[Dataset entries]
****************

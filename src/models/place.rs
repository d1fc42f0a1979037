use serde::{Deserialize, Serialize};

/// Localized text as returned by the Places API (`displayName`).
#[derive(Debug, Clone, Default, PartialEq, Serialize, Deserialize)]
#[serde(rename_all = "camelCase")]
pub struct LocalizedText {
    pub text: Option<String>,
    pub language_code: Option<String>,
}

/// One place returned by the places search provider.
#[derive(Debug, Clone, Default, PartialEq, Serialize, Deserialize)]
#[serde(rename_all = "camelCase")]
pub struct PlaceRecord {
    pub id: Option<String>,
    pub display_name: Option<LocalizedText>,
    pub formatted_address: Option<String>,
    pub google_maps_uri: Option<String>,
    pub types: Option<Vec<String>>,
}

impl PlaceRecord {
    pub fn name(&self) -> Option<&str> {
        self.display_name.as_ref()?.text.as_deref()
    }

    /// Provider type tags, empty when the provider sent none.
    pub fn type_tags(&self) -> &[String] {
        self.types.as_deref().unwrap_or_default()
    }
}

#[derive(Debug, Serialize)]
#[serde(rename_all = "camelCase")]
pub struct SearchTextRequest<'a> {
    pub text_query: &'a str,
}

#[derive(Debug, Default, Deserialize)]
pub struct SearchTextResponse {
    pub places: Option<Vec<PlaceRecord>>,
    pub error: Option<ProviderErrorBody>,
}

#[derive(Debug, Default, Deserialize)]
pub struct ProviderErrorBody {
    pub code: Option<u16>,
    pub message: Option<String>,
    pub status: Option<String>,
}
use async_trait::async_trait;
use bson::{doc, oid::ObjectId, Document};
use chrono::Utc;
use futures::TryStreamExt;
use mongodb::{options::ReturnDocument, Client, Collection, Database};

use crate::errors::PlanError;
use crate::models::plan::{plan_title, PlanSubmission, SavedPlan};

const PLAN_COLLECTION: &str = "Plans";

// Document keys, as serialized from `SavedPlan`.
const ID: &str = "_id";
const OWNER_ID: &str = "ownerId";
const TITLE: &str = "title";
const LOCATION: &str = "location";
const ACTIVITY_TYPES: &str = "activityTypes";
const TIME_FRAME: &str = "timeFrame";
const ACTIVITIES: &str = "activities";
const CREATED_AT: &str = "createdAt";
const UPDATED_AT: &str = "updatedAt";

fn owned_plan(id: ObjectId, owner_id: &str) -> Document {
    doc! { ID: id, OWNER_ID: owner_id }
}

fn update_document(submission: &PlanSubmission) -> Result<Document, PlanError> {
    Ok(doc! {
        "$set": {
            TITLE: plan_title(&submission.location),
            LOCATION: submission.location.as_str(),
            ACTIVITY_TYPES: bson::to_bson(&submission.activity_types)?,
            TIME_FRAME: bson::to_bson(&submission.time_frame)?,
            ACTIVITIES: bson::to_bson(&submission.activities)?,
            UPDATED_AT: bson::to_bson(&Utc::now())?,
        }
    })
}

/// Persistence for saved plans. Every lookup is scoped to the owning user.
#[async_trait]
pub trait PlanStore: Send + Sync {
    async fn ping(&self) -> Result<(), PlanError>;

    async fn insert(&self, plan: SavedPlan) -> Result<SavedPlan, PlanError>;

    /// Plans owned by `owner_id`, newest first.
    async fn list_for_owner(&self, owner_id: &str) -> Result<Vec<SavedPlan>, PlanError>;

    async fn find_for_owner(
        &self,
        id: ObjectId,
        owner_id: &str,
    ) -> Result<Option<SavedPlan>, PlanError>;

    /// Replaces the plan's filters and activities. `None` if no such plan.
    async fn update_for_owner(
        &self,
        id: ObjectId,
        owner_id: &str,
        submission: PlanSubmission,
    ) -> Result<Option<SavedPlan>, PlanError>;

    /// Returns whether a plan was deleted.
    async fn delete_for_owner(&self, id: ObjectId, owner_id: &str) -> Result<bool, PlanError>;
}

pub struct MongoPlanStore {
    database: Database,
    collection: Collection<SavedPlan>,
}

impl MongoPlanStore {
    pub fn new(client: &Client, database: &str) -> Self {
        let database = client.database(database);
        let collection = database.collection(PLAN_COLLECTION);
        Self {
            database,
            collection,
        }
    }
}

#[async_trait]
impl PlanStore for MongoPlanStore {
    async fn ping(&self) -> Result<(), PlanError> {
        self.database.run_command(doc! { "ping": 1 }).await?;
        Ok(())
    }

    async fn insert(&self, mut plan: SavedPlan) -> Result<SavedPlan, PlanError> {
        let result = self.collection.insert_one(&plan).await?;
        plan.id = result.inserted_id.as_object_id();
        log::info!("Saved plan {:?} for user {}", plan.id, plan.owner_id);
        Ok(plan)
    }

    async fn list_for_owner(&self, owner_id: &str) -> Result<Vec<SavedPlan>, PlanError> {
        let cursor = self
            .collection
            .find(doc! { OWNER_ID: owner_id })
            .sort(doc! { CREATED_AT: -1 })
            .await?;
        Ok(cursor.try_collect().await?)
    }

    async fn find_for_owner(
        &self,
        id: ObjectId,
        owner_id: &str,
    ) -> Result<Option<SavedPlan>, PlanError> {
        Ok(self
            .collection
            .find_one(owned_plan(id, owner_id))
            .await?)
    }

    async fn update_for_owner(
        &self,
        id: ObjectId,
        owner_id: &str,
        submission: PlanSubmission,
    ) -> Result<Option<SavedPlan>, PlanError> {
        let update = update_document(&submission)?;

        Ok(self
            .collection
            .find_one_and_update(owned_plan(id, owner_id), update)
            .return_document(ReturnDocument::After)
            .await?)
    }

    async fn delete_for_owner(&self, id: ObjectId, owner_id: &str) -> Result<bool, PlanError> {
        let result = self
            .collection
            .delete_one(owned_plan(id, owner_id))
            .await?;
        Ok(result.deleted_count > 0)
    }
}
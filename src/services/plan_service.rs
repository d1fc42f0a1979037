use std::sync::Arc;

use crate::errors::PlanError;
use crate::models::plan::{GeneratedItineraryItem, PlanFilter, SlotCategory};
use crate::services::{
    category_mapping::CategoryMapping,
    place_classifier::classify,
    places_search_service::{build_text_query, PlaceSearch},
    plan_generation_service::generate_plan,
    time_frame_templates::TimeFrameTemplates,
};

/// Turns a user's filter into a generated day plan.
pub struct PlanService {
    categories: CategoryMapping,
    templates: TimeFrameTemplates,
    search: Arc<dyn PlaceSearch>,
}

impl PlanService {
    pub fn new(search: Arc<dyn PlaceSearch>) -> Self {
        Self::with_tables(search, CategoryMapping::default(), TimeFrameTemplates::default())
    }

    pub fn with_tables(
        search: Arc<dyn PlaceSearch>,
        categories: CategoryMapping,
        templates: TimeFrameTemplates,
    ) -> Self {
        Self {
            categories,
            templates,
            search,
        }
    }

    pub fn categories(&self) -> &CategoryMapping {
        &self.categories
    }

    pub fn templates(&self) -> &TimeFrameTemplates {
        &self.templates
    }

    pub async fn generate(
        &self,
        filter: &PlanFilter,
    ) -> Result<Vec<GeneratedItineraryItem>, PlanError> {
        filter.validate()?;

        let keywords = self
            .categories
            .map_interest_categories(&filter.selected_activity_types());
        let query = build_text_query(&keywords, filter.location.trim());

        let places = self.search.search_text(&query).await?;
        if places.is_empty() {
            return Err(PlanError::NoPlacesMatched);
        }

        let time_frame = filter.time_frame();
        let plan = generate_plan(
            &places,
            self.templates.slots(time_frame),
            &mut rand::thread_rng(),
        );

        if plan.is_empty() {
            log::warn!(
                "No plan for {:?} from {} places ({} food)",
                time_frame,
                places.len(),
                places
                    .iter()
                    .filter(|p| classify(p) == SlotCategory::Food)
                    .count()
            );
            return Err(PlanError::NoResults);
        }

        Ok(plan)
    }
}
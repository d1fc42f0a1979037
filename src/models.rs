pub mod place;
pub mod plan;
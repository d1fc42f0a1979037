pub mod health;
pub mod plan;
pub mod saved_plans;

use actix_web::web;

use crate::middleware::auth::AuthMiddleware;

/// Registers every route. Expects `AppConfig`, `PlanService` and
/// `dyn PlanStore` in app data.
pub fn configure(cfg: &mut web::ServiceConfig) {
    cfg.route("/health", web::get().to(|| async { "OK" }))
        .service(
            web::scope("/api")
                // Public routes
                .route("/health", web::get().to(health::health_check))
                .route("/options", web::get().to(plan::get_options))
                .route("/plans/generate", web::post().to(plan::generate))
                // Protected routes
                .service(
                    web::scope("/plans")
                        .wrap(AuthMiddleware)
                        .route("", web::post().to(saved_plans::save))
                        .route("", web::get().to(saved_plans::list))
                        .route("/{id}", web::get().to(saved_plans::get_by_id))
                        .route("/{id}", web::put().to(saved_plans::update))
                        .route("/{id}", web::delete().to(saved_plans::delete))
                        .route(
                            "/{id}/regenerate",
                            web::post().to(saved_plans::regenerate),
                        ),
                ),
        );
}
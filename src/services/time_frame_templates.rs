use std::collections::HashMap;

use crate::models::plan::{Slot, SlotCategory, TimeFrame};

/// Ordered slot templates for each time frame.
#[derive(Debug, Clone)]
pub struct TimeFrameTemplates {
    templates: HashMap<TimeFrame, Vec<Slot>>,
}

impl Default for TimeFrameTemplates {
    fn default() -> Self {
        use SlotCategory::{Activity, Food};

        Self::new([
            (
                TimeFrame::FullDay,
                vec![
                    Slot::new("10:00", Activity),
                    Slot::new("12:30", Food),
                    Slot::new("14:00", Activity),
                    Slot::new("18:00", Food),
                ],
            ),
            (
                TimeFrame::HalfDayMorning,
                vec![Slot::new("10:00", Activity), Slot::new("12:00", Food)],
            ),
            (
                TimeFrame::HalfDayAfternoon,
                vec![Slot::new("14:00", Activity), Slot::new("17:00", Food)],
            ),
        ])
    }
}

impl TimeFrameTemplates {
    pub fn new<I>(entries: I) -> Self
    where
        I: IntoIterator<Item = (TimeFrame, Vec<Slot>)>,
    {
        Self {
            templates: entries.into_iter().collect(),
        }
    }

    pub fn slots(&self, time_frame: TimeFrame) -> &[Slot] {
        self.templates
            .get(&time_frame)
            .map(Vec::as_slice)
            .unwrap_or_default()
    }
}
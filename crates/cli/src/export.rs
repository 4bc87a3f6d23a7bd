use anyhow::{Context, Result};
use growth::prelude::Polyline;
use polars::prelude::*;
use std::fs::{self, File};
use std::path::Path;

/// Write layers to `out`; the extension picks the format.
///
/// `.csv` and `.parquet` get one row per vertex (`layer, vertex, x, y, z`).
/// Anything else gets `{"layers": [[[x, y, z], ...], ...]}` as JSON.
pub fn write_layers(out: &Path, layers: &[Polyline]) -> Result<()> {
    if let Some(parent) = out.parent() {
        if !parent.as_os_str().is_empty() {
            fs::create_dir_all(parent)
                .with_context(|| format!("creating output dir {}", parent.display()))?;
        }
    }
    match out.extension().and_then(|ext| ext.to_str()) {
        Some("csv") => {
            let mut df = vertex_frame(layers)?;
            let mut file =
                File::create(out).with_context(|| format!("creating {}", out.display()))?;
            CsvWriter::new(&mut file)
                .include_header(true)
                .finish(&mut df)?;
        }
        Some("parquet") => {
            let mut df = vertex_frame(layers)?;
            let file = File::create(out).with_context(|| format!("creating {}", out.display()))?;
            ParquetWriter::new(file).finish(&mut df)?;
        }
        _ => {
            let doc = serde_json::json!({ "layers": layers });
            fs::write(out, serde_json::to_vec_pretty(&doc)?)
                .with_context(|| format!("writing {}", out.display()))?;
        }
    }
    tracing::debug!(out = %out.display(), layers = layers.len(), "layers written");
    Ok(())
}

fn vertex_frame(layers: &[Polyline]) -> Result<DataFrame> {
    let rows: usize = layers.iter().map(Polyline::point_count).sum();
    let mut layer = Vec::with_capacity(rows);
    let mut vertex = Vec::with_capacity(rows);
    let (mut x, mut y, mut z) = (
        Vec::with_capacity(rows),
        Vec::with_capacity(rows),
        Vec::with_capacity(rows),
    );
    for (li, curve) in layers.iter().enumerate() {
        for (vi, p) in curve.points().iter().enumerate() {
            layer.push(li as u32);
            vertex.push(vi as u32);
            x.push(p.x);
            y.push(p.y);
            z.push(p.z);
        }
    }
    let df = df!(
        "layer" => layer,
        "vertex" => vertex,
        "x" => x,
        "y" => y,
        "z" => z,
    )?;
    Ok(df)
}

#[cfg(test)]
mod tests {
    use super::*;
    use growth::prelude::Point3;
    use tempfile::tempdir;

    fn sample() -> Vec<Polyline> {
        vec![
            Polyline::line(Point3::new(0.0, 0.0, 0.0), Point3::new(1.0, 0.0, 0.0)),
            Polyline::new(vec![
                Point3::new(0.0, 0.0, 1.0),
                Point3::new(1.0, 1.0, 1.0),
                Point3::new(2.0, 0.0, 1.0),
            ]),
        ]
    }

    #[test]
    fn json_output_lists_layers_as_point_arrays() {
        let dir = tempdir().unwrap();
        let out = dir.path().join("runs").join("layers.json");
        write_layers(&out, &sample()).unwrap();
        let parsed: serde_json::Value = serde_json::from_slice(&fs::read(&out).unwrap()).unwrap();
        let layers = parsed["layers"].as_array().unwrap();
        assert_eq!(layers.len(), 2);
        assert_eq!(layers[1][1], serde_json::json!([1.0, 1.0, 1.0]));
    }

    #[test]
    fn csv_output_has_one_row_per_vertex() {
        let dir = tempdir().unwrap();
        let out = dir.path().join("layers.csv");
        write_layers(&out, &sample()).unwrap();
        let text = fs::read_to_string(&out).unwrap();
        let mut lines = text.lines();
        assert_eq!(lines.next(), Some("layer,vertex,x,y,z"));
        let rows: Vec<&str> = lines.collect();
        assert_eq!(rows.len(), 5);
        assert!(rows[4].starts_with("1,2,"));
    }

    #[test]
    fn frame_columns_line_up() {
        let df = vertex_frame(&sample()).unwrap();
        assert_eq!(df.shape(), (5, 5));
        let z = df.column("z").unwrap().f64().unwrap();
        assert_eq!(z.get(2), Some(1.0));
    }
}
#[cfg(test)]
mod tests {
    use super::*;
    use nalgebra::{point, vector};
    use rand::SeedableRng;

    fn straight(len: f64) -> Polyline {
        Polyline::line(point![0.0, 0.0, 0.0], point![len, 0.0, 0.0])
    }

    #[test]
    fn history_bounded_by_iterations() {
        for n in [0usize, 1, 5, 12] {
            let params = BranchParams {
                iterations: n,
                ..BranchParams::default()
            };
            let out = BranchGrowth::new(straight(30.0), params).unwrap().grow();
            assert!(out.history.len() <= n);
        }
    }

    #[test]
    fn layers_stack_rigidly_along_z() {
        let params = BranchParams {
            z_dist: 0.5,
            ..BranchParams::default()
        };
        let out = BranchGrowth::new(straight(30.0), params).unwrap().grow();
        assert!(!out.history.is_empty());
        for (k, layer) in out.history.iter().enumerate() {
            let z = 0.5 * (k + 1) as f64;
            assert!(layer.points().iter().all(|p| (p.z - z).abs() < 1e-9));
        }
    }

    #[test]
    fn fixed_seed_reproduces_history() {
        let params = BranchParams {
            iterations: 8,
            seed: 99,
            ..BranchParams::default()
        };
        let a = BranchGrowth::new(straight(25.0), params.clone()).unwrap().grow();
        let b = BranchGrowth::new(straight(25.0), params).unwrap().grow();
        assert_eq!(a.history, b.history);
        assert_eq!(a.stop, b.stop);
    }

    #[test]
    fn branch_with_fixed_count_is_connected() {
        let params = BranchParams {
            branch_segment_min: 4,
            branch_segment_max: 4,
            ..BranchParams::default()
        };
        let mut rng = StdRng::seed_from_u64(3);
        for clockwise in [true, false] {
            let spec = BranchSpec {
                start: point![1.0, 2.0, 3.0],
                direction: vector![1.0, 1.0, 0.0],
                clockwise,
                iteration: 2,
            };
            let lines = grow_branch(&spec, &params, &mut rng);
            assert_eq!(lines.len(), 4);
            assert_eq!(lines[0].first(), Some(spec.start));
            for w in lines.windows(2) {
                assert_eq!(w[0].last(), w[1].first());
                let a = w[0].last().unwrap() - w[0].first().unwrap();
                let b = w[1].last().unwrap() - w[1].first().unwrap();
                assert!(a.dot(&b).abs() < 1e-9 * a.norm() * b.norm());
            }
            assert!(lines
                .iter()
                .flat_map(|l| l.points().iter())
                .all(|p| p.z == 3.0));
        }
    }

    #[test]
    fn zero_direction_yields_no_branch() {
        let mut rng = StdRng::seed_from_u64(0);
        let spec = BranchSpec {
            start: point![0.0, 0.0, 0.0],
            direction: vector![0.0, 0.0, 0.0],
            clockwise: true,
            iteration: 0,
        };
        assert!(grow_branch(&spec, &BranchParams::default(), &mut rng).is_empty());
    }

    #[test]
    fn trimmed_length_respects_floor() {
        let params = BranchParams {
            iterations: 40,
            decay_rate: 0.08,
            ..BranchParams::default()
        };
        let mut run = BranchGrowth::new(straight(20.0), params).unwrap();
        let floor = run.min_length();
        while let Ok(Some(layer)) = run.next_layer() {
            if layer.source_length >= floor {
                assert!(layer.trimmed_length > floor - 1e-9);
            }
        }
    }

    #[test]
    fn no_branches_when_prob_is_zero() {
        let params = BranchParams {
            prob: 0.0,
            iterations: 6,
            ..BranchParams::default()
        };
        let mut run = BranchGrowth::new(straight(20.0), params).unwrap();
        let mut last_len = f64::INFINITY;
        while let Ok(Some(layer)) = run.next_layer() {
            assert_eq!(layer.start_segments + layer.end_segments, 0);
            assert_eq!(layer.curve.point_count(), 2);
            assert!(layer.trimmed_length < last_len);
            last_len = layer.trimmed_length;
        }
    }

    #[test]
    fn branched_layers_are_offset() {
        let start = Polyline::new(vec![
            point![0.0, 0.0, 0.0],
            point![15.0, 5.0, 0.0],
            point![30.0, 0.0, 0.0],
        ]);
        let (mut branched, mut offset) = (0usize, 0usize);
        for seed in 1..=10 {
            let params = BranchParams {
                seed,
                ..BranchParams::default()
            };
            let mut run = BranchGrowth::new(start.clone(), params).unwrap();
            while let Some(layer) = run.next_layer().unwrap() {
                if layer.start_segments + layer.end_segments > 0 {
                    branched += 1;
                    offset += usize::from(layer.offset_applied);
                }
            }
        }
        assert!(branched > 40);
        // only truly degenerate curves keep the joined fallback
        assert!(offset * 10 >= branched * 9, "{offset} of {branched} offset");
    }

    #[test]
    fn untrimmed_unbranched_layers_are_rigid_copies() {
        let start = Polyline::new(vec![
            point![0.0, 0.0, 0.0],
            point![4.0, 3.0, 0.0],
            point![9.0, -1.0, 0.0],
            point![12.0, 2.0, 0.0],
        ]);
        let params = BranchParams {
            step_base: 0.0,
            decay_rate: 0.0,
            xy_off: 0.0,
            prob: 0.0,
            z_dist: 1.5,
            ..BranchParams::default()
        };
        let out = BranchGrowth::new(start.clone(), params).unwrap().grow();
        assert!(out.completed());
        let lift = vector![0.0, 0.0, 1.5];
        let mut below = start;
        for layer in &out.history {
            let expected = below.translated(&lift);
            assert_eq!(layer.point_count(), expected.point_count());
            for (a, b) in layer.points().iter().zip(expected.points()) {
                assert!((a - b).norm() < 1e-9, "{a} vs {b}");
            }
            below = layer.clone();
        }
    }

    #[test]
    fn degenerate_start_aborts_immediately() {
        let dot = Polyline::line(point![1.0, 1.0, 0.0], point![1.0, 1.0, 0.0]);
        let out = BranchGrowth::new(dot, BranchParams::default()).unwrap().grow();
        assert!(out.history.is_empty());
        assert!(matches!(
            out.stop,
            StopReason::Aborted {
                iteration: 0,
                error: GeomError::TrimFailed { .. }
            }
        ));
    }

    #[test]
    fn invalid_params_are_rejected() {
        let bad = BranchParams {
            branch_segment_min: 7,
            branch_segment_max: 3,
            ..BranchParams::default()
        };
        assert!(BranchGrowth::new(straight(5.0), bad).is_err());
        let bad = BranchParams {
            taper_factor: f64::NAN,
            ..BranchParams::default()
        };
        assert!(BranchGrowth::new(straight(5.0), bad).is_err());
        let single = Polyline::new(vec![point![0.0, 0.0, 0.0]]);
        assert!(BranchGrowth::new(single, BranchParams::default()).is_err());
    }
}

****************

*WHAT THE EXERCISE ASKS*
Output the lines above exactly, but only those between the line holding "return Err(PlanError::NoPlacesMatched);" and the line holding "classify(p) == SlotCategory::Food)", inclusive.

*RESULT BELOW*
            return Err(PlanError::NoPlacesMatched);
        }

        let time_frame = filter.time_frame();
        let plan = generate_plan(
            &places,
            self.templates.slots(time_frame),
            &mut rand::thread_rng(),
        );

        if plan.is_empty() {
            log::warn!(
                "No plan for {:?} from {} places ({} food)",
                time_frame,
                places.len(),
                places
                    .iter()
                    .filter(|p| classify(p) == SlotCategory::Food)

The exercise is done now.